I make mistakes over and over because I believe in assisting powerless human beings and animals. This means I argue with bureaucrats, sometimes noisily. The organizers don’t like me much. I sit opposite them, at a big table, trying to see myself as an organ, a stomach in a larger body.


Missing the daily mail. Cutting open letters with a horse head knife.


Dogs know the heavens do not turn in silence and they’re simultaneously cheerful.


Put on my little “peace hat” and pepper the aborning hour with words—names—Isaac Bashevis Singer, entelechy, sea cucumber, yellow mittens, mother-world. No one is about in my neighborhood. No one’s awake. The houses are all buttoned, windows dark. My feet love the wet road. I think I need to pardon my youth. I hear the Phoebe bird. The age I live in has a dark taste. I’m seldom prone to this but I do sometimes wish I was a bird.


Count on me

Says the pea-stalk reindeer


Birches clouds books



“Embraceable You”—Bill Evans


Up and down the museum stairs above the physical museum. That’s the ticket.


On Giving Thanks Just Now

It’s difficult to give thanks in America when we’ve decided bravery is simply a matter of bullying and bigotry. When we’ve forgotten courage was once a defense of the weak and that sustaining humanitarian values was what we imagined we stood for.
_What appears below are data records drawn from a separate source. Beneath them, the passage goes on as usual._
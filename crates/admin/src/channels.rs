//! Push-channel lifecycle. Replace retires the old row and inserts the new
//! `active` one inside a single transaction (`repo::replace_push_channel`),
//! since `push_channels_one_active` forbids two active rows per
//! `(tenant, calendar_id)` and a bare insert-then-retire sequence would hit
//! that constraint while the old row is still active. Stopping the old
//! channel with the provider happens after commit, best-effort.
use axum::extract::State;
use axum::http::StatusCode;
use axum::response::IntoResponse;
use axum::Json;
use serde::{Deserialize, Serialize};
use std::sync::Arc;

use core::db::repo;

use crate::AppState;

#[derive(Debug, Deserialize)]
pub struct StartRequest {
    pub calendar_id: String,
}

#[derive(Debug, Serialize)]
pub struct ChannelResponse {
    pub channel_id: String,
    pub calendar_id: String,
    pub status: String,
}

pub async fn start(
    State(state): State<Arc<AppState>>,
    Json(request): Json<StartRequest>,
) -> Result<Json<ChannelResponse>, ApiError> {
    let channel = start_channel(&state, &request.calendar_id).await?;
    Ok(Json(ChannelResponse {
        channel_id: channel.channel_id,
        calendar_id: channel.calendar_id,
        status: channel.status,
    }))
}

async fn start_channel(state: &AppState, calendar_id: &str) -> anyhow::Result<core::db::models::PushChannel> {
    let watch = state.calendar.watch(calendar_id).await?;

    let channel = repo::insert_push_channel(
        &state.pool,
        state.tenant_id,
        calendar_id,
        &watch.channel_id,
        &watch.resource_id,
        None,
        None,
        watch.expiration_ms,
    )
    .await?;

    let sync_token = full_sync_for_token(state, calendar_id).await?;
    if let Some(token) = sync_token {
        repo::set_channel_sync_token(&state.pool, channel.id, &token).await?;
    }

    repo::find_channel_by_channel_id(&state.pool, state.tenant_id, &channel.channel_id)
        .await?
        .ok_or_else(|| anyhow::anyhow!("channel disappeared immediately after insert"))
}

/// Runs one full sync purely to obtain an initial `sync_token`; any events
/// returned are discarded (a later real `CALENDAR_SYNC` job will process
/// them once the channel starts receiving pings).
async fn full_sync_for_token(state: &AppState, calendar_id: &str) -> anyhow::Result<Option<String>> {
    let page = state.calendar.list_events(calendar_id, None, None).await?;
    Ok(page.next_sync_token)
}

#[derive(Debug, Deserialize)]
pub struct ReplaceRequest {
    pub calendar_id: String,
}

#[derive(Debug, Serialize)]
pub struct ReplaceResponse {
    pub new_channel_id: String,
    pub old_channel_id: String,
}

pub async fn replace(
    State(state): State<Arc<AppState>>,
    Json(request): Json<ReplaceRequest>,
) -> Result<Json<ReplaceResponse>, ApiError> {
    let Some(old) =
        repo::find_active_channel_for_calendar(&state.pool, state.tenant_id, &request.calendar_id).await?
    else {
        return Err(ApiError::NotFound);
    };

    let watch = state.calendar.watch(&request.calendar_id).await?;
    let new_channel = repo::replace_push_channel(
        &state.pool,
        old.id,
        state.tenant_id,
        &request.calendar_id,
        &watch.channel_id,
        &watch.resource_id,
        None,
        old.sync_token.as_deref(),
        watch.expiration_ms,
    )
    .await?;

    if let Err(err) = state.calendar.stop(&old.channel_id, &old.resource_id).await {
        tracing::warn!(?err, old_channel_id = %old.channel_id, "best-effort stop of replaced channel failed");
    }

    Ok(Json(ReplaceResponse {
        new_channel_id: new_channel.channel_id,
        old_channel_id: old.channel_id,
    }))
}

#[derive(Debug, Deserialize)]
pub struct StopRequest {
    pub channel_id: String,
}

#[derive(Debug, Serialize)]
pub struct StopResponse {
    pub channel_id: String,
    pub status: String,
}

pub async fn stop(
    State(state): State<Arc<AppState>>,
    Json(request): Json<StopRequest>,
) -> Result<Json<StopResponse>, ApiError> {
    let Some(channel) =
        repo::find_channel_by_channel_id(&state.pool, state.tenant_id, &request.channel_id).await?
    else {
        return Err(ApiError::NotFound);
    };

    state.calendar.stop(&channel.channel_id, &channel.resource_id).await?;
    repo::mark_channel_stopped(&state.pool, channel.id).await?;

    Ok(Json(StopResponse {
        channel_id: channel.channel_id,
        status: "stopped".to_string(),
    }))
}

/// Calls replace well before `expiration_ms`: this loop checks hourly and
/// replaces any active channel within 24h of expiry.
pub fn spawn_replacement_scheduler(state: Arc<AppState>) {
    tokio::spawn(async move {
        let mut interval = tokio::time::interval(std::time::Duration::from_secs(3600));
        loop {
            interval.tick().await;
            if let Err(err) = sweep_expiring_channels(&state).await {
                tracing::error!(?err, "channel replacement sweep failed");
            }
        }
    });
}

const REPLACE_LEAD_MS: i64 = 24 * 60 * 60 * 1000;

async fn sweep_expiring_channels(state: &AppState) -> anyhow::Result<()> {
    let expiring = sqlx::query!(
        r#"SELECT calendar_id FROM push_channels
           WHERE tenant_id = $1 AND status = 'active'
             AND expiration_ms < (extract(epoch from now()) * 1000 + $2)"#,
        state.tenant_id,
        REPLACE_LEAD_MS,
    )
    .fetch_all(&state.pool)
    .await?;

    for row in expiring {
        if let Some(old) =
            repo::find_active_channel_for_calendar(&state.pool, state.tenant_id, &row.calendar_id).await?
        {
            let watch = match state.calendar.watch(&row.calendar_id).await {
                Ok(watch) => watch,
                Err(err) => {
                    tracing::error!(?err, calendar_id = %row.calendar_id, "failed to create replacement watch");
                    continue;
                }
            };

            let result = repo::replace_push_channel(
                &state.pool,
                old.id,
                state.tenant_id,
                &row.calendar_id,
                &watch.channel_id,
                &watch.resource_id,
                None,
                old.sync_token.as_deref(),
                watch.expiration_ms,
            )
            .await;

            if result.is_ok() {
                if let Err(err) = state.calendar.stop(&old.channel_id, &old.resource_id).await {
                    tracing::warn!(?err, "best-effort stop of replaced channel failed during scheduled sweep");
                }
            }
        }
    }

    Ok(())
}

pub enum ApiError {
    NotFound,
    Internal(anyhow::Error),
}

impl<E: Into<anyhow::Error>> From<E> for ApiError {
    fn from(err: E) -> Self {
        ApiError::Internal(err.into())
    }
}

impl IntoResponse for ApiError {
    fn into_response(self) -> axum::response::Response {
        match self {
            ApiError::NotFound => {
                (StatusCode::NOT_FOUND, Json(serde_json::json!({ "error": "not found" }))).into_response()
            }
            ApiError::Internal(err) => {
                tracing::error!(?err, "admin request failed");
                (
                    StatusCode::INTERNAL_SERVER_ERROR,
                    Json(serde_json::json!({ "error": err.to_string() })),
                )
                    .into_response()
            }
        }
    }
}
At least that’s what we said. At least we used to say it. Maybe we only said it between 1932 and 1945. And maybe even then we didn’t mean it. Ask Japanese-Americans. Ask the Jews of Europe. Ask the men who were experimented upon at Tuskegee. Today you might ask the brave men and women fighting the Dakota Standing Rock pipeline. What values does America defend? One is tempted to say, “thanks are so old school.”

I’m giving thanks for our literary culture and it’s unafraid practitioners—those who dare say the Emperor has no clothes, who still believe our souls can clap their hands. From Chris Abani to Carolyn Forche; W.S. Merwin to Ethelbert Miller; Alberto Rios to Sam Hamill—oh it’s a long list…Rita Dove to Dorothy Allison; Marvin Bell to Natalie Diaz; Mark Doty to Gregory Pardlo—the list is vital, enduring, sweet and sour, filled with ichor and iodine, our tough minded American writers who believe still in Walt Whitman, Allen Ginsberg, Gwendolyn Brooks, John Dewey.

I think the coming years will be painful, arduous, and mean spirited. When, last week,  Newt Gingrich floated the idea of a new House Un-American Activities Committee, one could only imagine the plan was already “off the work bench” as Newt never has an original idea and “The Donald” hates contrarianism, free speech, the press, academics, and science. I’ve seen several posts on Facebook quoting Bertolt Brecht’s famous lines:

In the dark times

Will there also be singing?

Yes, there will also be singing.

About the dark times.

Against this, or alongside, one may add Churchill’s axiom: “Success is not final, failure is not fatal: it is the courage to continue that counts.”

I’m giving thanks for the continuation, the fights to come, the ardor that is poetry and literature, the rising notes and the silences just before them when we imagine impeccably how the song will go.